Undergraduate students at Rutgers Law may also begin their first year of law school during their final year of their undergraduate studies allowing them to complete their undergraduate and law degree in a total of six years. The “3 + 3” program requires students to complete certain required courses in their first three years of undergraduate studies prior to beginning their law school studies.

Students enrolled at the Camden campus also have the opportunity to begin their studies in the summer semester allowing them to approach the remainder of the academic careers at a moderated pace for their first semester. This moderated pace allows students to adjust to the rigors of the first-year curriculum.

Career and Career Placement

Based on recent graduation statistics, over 90% of all Rutgers Law graduates are employed within 10 months of graduation. Over 82% of graduates are employed in careers requiring a law license or preferring a Juris Doctor degree. Remarkably, over 55% of employed students were awarded judicial clerkships in New Jersey state or local courts. Over 28% of students pursued law firm work with students most often working in smaller law firms of less than ten attorneys. Other popular career paths include government offices or public interest work (12%) or careers in the business sector (12%). New Jersey, New York, and Pennsylvania accounted for the locations for most graduates first career.

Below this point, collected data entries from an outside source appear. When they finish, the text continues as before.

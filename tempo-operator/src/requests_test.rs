use crate::requests::*;
use tempo_core::{ReceiverProtocol, ReceiverSet, TransportProtocol, LEGACY_RECEIVER_PROTOCOLS};

fn v2(receivers: &[&str]) -> RelationRequest {
    RelationRequest::V2 {
        receivers: receivers.iter().map(|name| name.to_string()).collect(),
    }
}

fn set(protos: &[ReceiverProtocol]) -> ReceiverSet {
    protos.iter().copied().collect()
}

#[test]
fn explicit_request_matching_self_needs_yields_single_receiver() {
    let requests = vec![v2(&["otlp_http"])];
    let needs = set(&[ReceiverProtocol::OtlpHttp]);

    let active = aggregate(&requests, &needs);

    let expected = set(&[ReceiverProtocol::OtlpHttp]);
    assert!(active == expected, "unexpected active set, got {:?}, expected {:?}", active, expected);
}

#[test]
fn legacy_request_activates_whole_bundle() {
    let active = aggregate(&[RelationRequest::Legacy], &ReceiverSet::new());

    let expected: ReceiverSet = LEGACY_RECEIVER_PROTOCOLS.into_iter().collect();
    assert!(active == expected, "unexpected active set, got {:?}, expected {:?}", active, expected);
}

#[test]
fn many_legacy_requests_contribute_the_same_bundle_as_one() {
    let one = aggregate(&[RelationRequest::Legacy], &ReceiverSet::new());
    let many = aggregate(&[RelationRequest::Legacy, RelationRequest::Legacy, RelationRequest::Legacy], &ReceiverSet::new());

    assert!(one == many, "legacy bundle contribution differs between 1 and N requests, got {:?} and {:?}", one, many);
}

#[test]
fn unsupported_protocol_names_are_dropped() {
    let requests = vec![v2(&["otlp_http", "quic_dump", "smoke_signals"])];

    let active = aggregate(&requests, &ReceiverSet::new());

    let expected = set(&[ReceiverProtocol::OtlpHttp]);
    assert!(active == expected, "unexpected active set, got {:?}, expected {:?}", active, expected);
}

#[test]
fn deprecated_aliases_canonicalize() {
    let requests = vec![v2(&["tempo", "jaeger_http_thrift"])];

    let active = aggregate(&requests, &ReceiverSet::new());

    let expected = set(&[ReceiverProtocol::TempoHttp, ReceiverProtocol::JaegerThriftHttp]);
    assert!(active == expected, "unexpected active set, got {:?}, expected {:?}", active, expected);
}

#[test]
fn aggregation_is_order_independent() {
    let a = v2(&["otlp_grpc", "zipkin"]);
    let b = v2(&["jaeger_grpc"]);
    let c = RelationRequest::Legacy;
    let needs = set(&[ReceiverProtocol::OtlpGrpc]);

    let forward = aggregate(&[a.clone(), b.clone(), c.clone()], &needs);
    let backward = aggregate(&[c, b, a], &needs);

    assert!(forward == backward, "aggregation depends on request order, got {:?} and {:?}", forward, backward);
}

#[test]
fn aggregation_is_idempotent() {
    let requests = vec![v2(&["otlp_http", "zipkin"]), RelationRequest::Legacy];
    let needs = self_needs();

    let first = aggregate(&requests, &needs);
    let second = aggregate(&requests, &needs);

    assert!(first == second, "aggregation is not referentially transparent, got {:?} and {:?}", first, second);
}

#[test]
fn explicit_and_legacy_overlap_yields_single_entry() {
    // otlp_grpc is in the legacy bundle and explicitly requested; sets, not
    // multisets.
    let requests = vec![v2(&["otlp_grpc"]), RelationRequest::Legacy];

    let active = aggregate(&requests, &ReceiverSet::new());

    let expected: ReceiverSet = LEGACY_RECEIVER_PROTOCOLS.into_iter().collect();
    assert!(active == expected, "unexpected active set, got {:?}, expected {:?}", active, expected);
}

#[test]
fn endpoints_carry_catalog_ports_and_transports() {
    let active = set(&[ReceiverProtocol::OtlpGrpc, ReceiverProtocol::Zipkin]);

    let endpoints = receiver_endpoints(&active);

    assert!(endpoints.len() == 2, "unexpected endpoint count, got {}, expected {}", endpoints.len(), 2);
    let otlp = &endpoints[0];
    assert!(otlp.protocol == ReceiverProtocol::OtlpGrpc, "unexpected protocol ordering, got {:?}", otlp.protocol);
    assert!(otlp.port == 4317, "unexpected otlp_grpc port, got {}, expected {}", otlp.port, 4317);
    assert!(otlp.transport == TransportProtocol::Grpc, "unexpected otlp_grpc transport, got {:?}", otlp.transport);
    let zipkin = &endpoints[1];
    assert!(zipkin.port == 9411, "unexpected zipkin port, got {}, expected {}", zipkin.port, 9411);
    assert!(zipkin.transport == TransportProtocol::Http, "unexpected zipkin transport, got {:?}", zipkin.transport);
}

Between its two campuses, the Rutgers Law Career Development Center (CDC) staffs nine professionals who offer students on both campuses a range of career related services. Students begin one-on-one counseling in their first semester of law school to help plan out a career path. The offices execute job fairs and several on-campus recruiting events throughout the year. Rutgers Law maintains a substantial online legal job database available to students and alumni. Students also are connected with the over 20,000 Rutgers Law alumni who work in all types of legal careers.

Experiential Learning/Distance Education

Rutgers is a leader in experiential learning especially in the field of legal writing. The school’s legal writing program is ranked as one of the top 20 programs in the nation. During their first two semesters, students learn the fundamental concepts of legal writing in a number of forms. These legal writing skills are also the building blocks for later skill-based practicum courses.

Rutgers Law is also considered one of the top clinical schools in the country. The law school houses a number of legal clinics that actively serve the surrounding community in a number of legal matters. Students gain hands-on experience as they work with clients under the supervision of practicing faculty experts.

Students may also build hands-on experience through a judicial externships in the local courts in Camden and Newark. Students spend a semester working in a judicial office while earning course credits. This program has also led to Rutgers Law outstanding reputation for placing students in judicial clerkships after graduation.

Students also have the opportunity to learn practical skills through a variety of co-curricular activities including moot court competitions, mock trial, and pro bono work.

Student Life

Both campuses at Rutgers Law offer students a vibrant and active student life. At both schools, students engage with classmates through a host of student run organizations and student run journals. Rutgers Law’s moot court teams are formidable, competing successfully in national competitions around the country. Both schools also play a vital role in their communities–connected through the clinical programs as well as their pro bono efforts. The student body is also notably diverse thanks to the law schools nearly 50 year campaign to increase diversity in its student body.

Camden and Newark offer strikingly similar homes for each campus. Camden is a suburb of Philadelphia while Newark is just outside of New York City. As suburbs of major cities, both Camden and Newark afford students lower housing costs but easy access to the benefits of two of America’s greatest cities.